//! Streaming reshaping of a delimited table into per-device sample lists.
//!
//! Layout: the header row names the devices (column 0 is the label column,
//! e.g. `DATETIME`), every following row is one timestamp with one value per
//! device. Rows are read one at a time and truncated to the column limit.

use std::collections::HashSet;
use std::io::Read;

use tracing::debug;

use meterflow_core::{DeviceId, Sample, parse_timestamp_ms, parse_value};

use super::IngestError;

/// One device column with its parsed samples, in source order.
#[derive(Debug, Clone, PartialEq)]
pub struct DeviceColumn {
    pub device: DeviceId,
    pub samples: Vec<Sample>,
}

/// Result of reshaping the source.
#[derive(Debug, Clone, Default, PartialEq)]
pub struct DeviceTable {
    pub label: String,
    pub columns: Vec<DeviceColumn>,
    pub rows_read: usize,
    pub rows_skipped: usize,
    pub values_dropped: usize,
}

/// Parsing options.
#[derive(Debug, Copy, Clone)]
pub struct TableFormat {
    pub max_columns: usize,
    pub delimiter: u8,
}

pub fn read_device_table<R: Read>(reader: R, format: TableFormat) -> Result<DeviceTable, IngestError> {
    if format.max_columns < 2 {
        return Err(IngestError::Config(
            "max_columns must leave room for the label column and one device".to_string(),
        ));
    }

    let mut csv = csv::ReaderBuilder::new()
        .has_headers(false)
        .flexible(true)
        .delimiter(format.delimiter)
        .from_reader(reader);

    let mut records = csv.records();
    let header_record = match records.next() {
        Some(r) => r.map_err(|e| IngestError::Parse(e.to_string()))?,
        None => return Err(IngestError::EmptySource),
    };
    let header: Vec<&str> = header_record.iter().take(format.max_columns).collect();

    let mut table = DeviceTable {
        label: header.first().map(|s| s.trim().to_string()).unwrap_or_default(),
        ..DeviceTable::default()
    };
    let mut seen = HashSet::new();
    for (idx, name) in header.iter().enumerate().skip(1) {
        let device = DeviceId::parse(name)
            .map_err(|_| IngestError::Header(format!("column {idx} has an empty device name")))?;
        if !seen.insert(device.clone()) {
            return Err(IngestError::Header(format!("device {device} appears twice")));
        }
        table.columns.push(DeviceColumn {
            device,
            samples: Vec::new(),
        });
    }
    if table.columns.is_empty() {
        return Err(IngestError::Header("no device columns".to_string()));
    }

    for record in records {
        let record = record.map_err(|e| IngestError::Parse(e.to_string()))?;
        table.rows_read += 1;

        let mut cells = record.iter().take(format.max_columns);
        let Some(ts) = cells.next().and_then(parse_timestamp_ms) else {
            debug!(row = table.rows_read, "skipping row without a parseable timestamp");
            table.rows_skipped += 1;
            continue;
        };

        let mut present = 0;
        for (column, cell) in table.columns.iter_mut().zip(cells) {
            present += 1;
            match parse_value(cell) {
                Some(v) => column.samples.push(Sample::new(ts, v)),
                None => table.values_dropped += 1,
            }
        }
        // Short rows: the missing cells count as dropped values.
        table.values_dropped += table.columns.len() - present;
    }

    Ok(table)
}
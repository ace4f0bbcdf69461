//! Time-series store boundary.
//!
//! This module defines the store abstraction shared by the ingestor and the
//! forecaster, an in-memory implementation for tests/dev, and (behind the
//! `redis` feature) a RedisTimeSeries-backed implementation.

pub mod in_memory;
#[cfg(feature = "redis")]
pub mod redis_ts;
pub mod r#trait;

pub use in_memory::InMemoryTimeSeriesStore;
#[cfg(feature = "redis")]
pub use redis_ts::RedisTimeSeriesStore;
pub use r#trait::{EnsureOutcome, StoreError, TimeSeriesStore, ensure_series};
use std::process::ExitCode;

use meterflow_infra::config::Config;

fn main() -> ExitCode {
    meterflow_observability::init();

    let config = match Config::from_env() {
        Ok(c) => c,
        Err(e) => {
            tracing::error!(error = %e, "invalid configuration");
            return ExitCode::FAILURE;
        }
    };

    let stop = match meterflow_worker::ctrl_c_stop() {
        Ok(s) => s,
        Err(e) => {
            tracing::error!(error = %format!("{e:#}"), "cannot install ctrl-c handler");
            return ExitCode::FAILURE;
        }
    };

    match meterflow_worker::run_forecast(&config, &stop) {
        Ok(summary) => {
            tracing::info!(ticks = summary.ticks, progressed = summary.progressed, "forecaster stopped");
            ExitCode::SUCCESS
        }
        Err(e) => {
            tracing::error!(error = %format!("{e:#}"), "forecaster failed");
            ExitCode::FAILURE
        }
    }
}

================

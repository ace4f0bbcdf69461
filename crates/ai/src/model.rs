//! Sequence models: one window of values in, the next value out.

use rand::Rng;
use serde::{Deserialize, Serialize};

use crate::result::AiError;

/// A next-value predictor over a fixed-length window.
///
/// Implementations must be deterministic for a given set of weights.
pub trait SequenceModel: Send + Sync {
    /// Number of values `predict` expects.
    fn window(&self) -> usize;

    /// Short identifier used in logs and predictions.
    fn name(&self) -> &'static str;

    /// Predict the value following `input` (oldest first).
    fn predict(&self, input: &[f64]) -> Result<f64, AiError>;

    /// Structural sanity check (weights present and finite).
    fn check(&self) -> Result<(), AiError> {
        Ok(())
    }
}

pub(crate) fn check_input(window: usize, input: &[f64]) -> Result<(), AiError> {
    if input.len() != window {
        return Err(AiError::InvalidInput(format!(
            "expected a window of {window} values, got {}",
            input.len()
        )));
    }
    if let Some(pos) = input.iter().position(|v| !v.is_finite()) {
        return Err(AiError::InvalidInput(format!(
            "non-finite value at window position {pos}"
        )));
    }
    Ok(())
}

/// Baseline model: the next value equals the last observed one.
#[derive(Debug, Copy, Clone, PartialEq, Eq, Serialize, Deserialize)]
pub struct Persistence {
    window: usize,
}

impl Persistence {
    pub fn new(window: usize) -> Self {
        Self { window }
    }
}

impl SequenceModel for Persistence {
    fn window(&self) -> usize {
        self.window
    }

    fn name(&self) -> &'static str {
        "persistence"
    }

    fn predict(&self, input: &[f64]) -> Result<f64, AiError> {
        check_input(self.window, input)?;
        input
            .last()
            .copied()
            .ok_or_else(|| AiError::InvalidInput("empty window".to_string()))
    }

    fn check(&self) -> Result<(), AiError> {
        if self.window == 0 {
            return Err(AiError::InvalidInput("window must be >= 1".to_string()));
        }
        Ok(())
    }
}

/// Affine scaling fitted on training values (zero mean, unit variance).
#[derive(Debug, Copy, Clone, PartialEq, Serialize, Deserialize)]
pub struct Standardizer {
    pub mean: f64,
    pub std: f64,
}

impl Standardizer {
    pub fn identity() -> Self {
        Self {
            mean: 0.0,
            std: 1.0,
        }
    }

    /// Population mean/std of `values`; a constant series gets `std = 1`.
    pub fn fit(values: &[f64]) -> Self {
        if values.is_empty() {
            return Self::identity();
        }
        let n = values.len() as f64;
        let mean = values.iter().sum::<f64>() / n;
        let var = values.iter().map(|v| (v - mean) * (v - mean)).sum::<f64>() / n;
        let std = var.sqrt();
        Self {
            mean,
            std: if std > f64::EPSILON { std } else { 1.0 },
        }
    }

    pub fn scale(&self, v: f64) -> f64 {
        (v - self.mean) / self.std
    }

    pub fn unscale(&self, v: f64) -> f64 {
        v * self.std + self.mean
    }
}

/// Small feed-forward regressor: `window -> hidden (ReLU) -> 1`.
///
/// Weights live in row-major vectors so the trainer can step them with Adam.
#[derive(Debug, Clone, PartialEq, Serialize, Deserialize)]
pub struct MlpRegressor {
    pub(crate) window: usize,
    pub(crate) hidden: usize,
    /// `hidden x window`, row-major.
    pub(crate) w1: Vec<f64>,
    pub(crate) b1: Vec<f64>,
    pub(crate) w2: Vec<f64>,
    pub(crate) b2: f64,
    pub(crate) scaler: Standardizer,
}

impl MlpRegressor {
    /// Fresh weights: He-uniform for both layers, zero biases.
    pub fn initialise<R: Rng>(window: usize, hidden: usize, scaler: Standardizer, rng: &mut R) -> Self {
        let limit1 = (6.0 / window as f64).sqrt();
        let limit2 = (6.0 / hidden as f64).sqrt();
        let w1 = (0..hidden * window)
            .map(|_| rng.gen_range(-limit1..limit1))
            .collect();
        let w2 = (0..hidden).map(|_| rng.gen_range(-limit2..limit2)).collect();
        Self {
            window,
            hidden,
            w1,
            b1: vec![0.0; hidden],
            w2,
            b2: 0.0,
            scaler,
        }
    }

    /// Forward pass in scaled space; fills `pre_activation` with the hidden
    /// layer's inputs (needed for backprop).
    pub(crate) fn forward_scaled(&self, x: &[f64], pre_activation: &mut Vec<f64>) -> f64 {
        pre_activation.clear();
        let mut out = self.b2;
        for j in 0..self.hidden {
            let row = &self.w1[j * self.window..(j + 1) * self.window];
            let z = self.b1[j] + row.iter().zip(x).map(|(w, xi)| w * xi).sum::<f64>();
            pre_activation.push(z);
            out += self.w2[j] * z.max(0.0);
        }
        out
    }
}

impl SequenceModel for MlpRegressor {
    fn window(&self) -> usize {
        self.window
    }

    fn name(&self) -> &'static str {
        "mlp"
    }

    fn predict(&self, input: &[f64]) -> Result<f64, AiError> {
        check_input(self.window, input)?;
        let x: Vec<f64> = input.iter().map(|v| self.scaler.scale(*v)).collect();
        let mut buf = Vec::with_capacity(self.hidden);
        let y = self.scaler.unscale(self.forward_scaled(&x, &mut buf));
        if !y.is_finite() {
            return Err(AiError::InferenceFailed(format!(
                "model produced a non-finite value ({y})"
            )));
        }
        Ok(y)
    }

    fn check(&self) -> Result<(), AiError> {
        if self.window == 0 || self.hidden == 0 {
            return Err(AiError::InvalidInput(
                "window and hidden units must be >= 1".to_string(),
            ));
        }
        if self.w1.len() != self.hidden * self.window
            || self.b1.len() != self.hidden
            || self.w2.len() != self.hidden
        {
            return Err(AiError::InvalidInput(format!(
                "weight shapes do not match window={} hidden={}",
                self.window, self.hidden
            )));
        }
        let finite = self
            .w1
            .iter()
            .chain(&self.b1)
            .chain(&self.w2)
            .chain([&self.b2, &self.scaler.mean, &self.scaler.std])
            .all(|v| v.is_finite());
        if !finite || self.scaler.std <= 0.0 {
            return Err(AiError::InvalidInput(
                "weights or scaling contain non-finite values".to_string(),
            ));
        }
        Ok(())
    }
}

================

◆ Directions
Select all lines with the word "forecaster" from the entries above.

◆ Solution to the problem
//! forecaster, an in-memory implementation for tests/dev, and (behind the
            tracing::info!(ticks = summary.ticks, progressed = summary.progressed, "forecaster stopped");
            tracing::error!(error = %format!("{e:#}"), "forecaster failed");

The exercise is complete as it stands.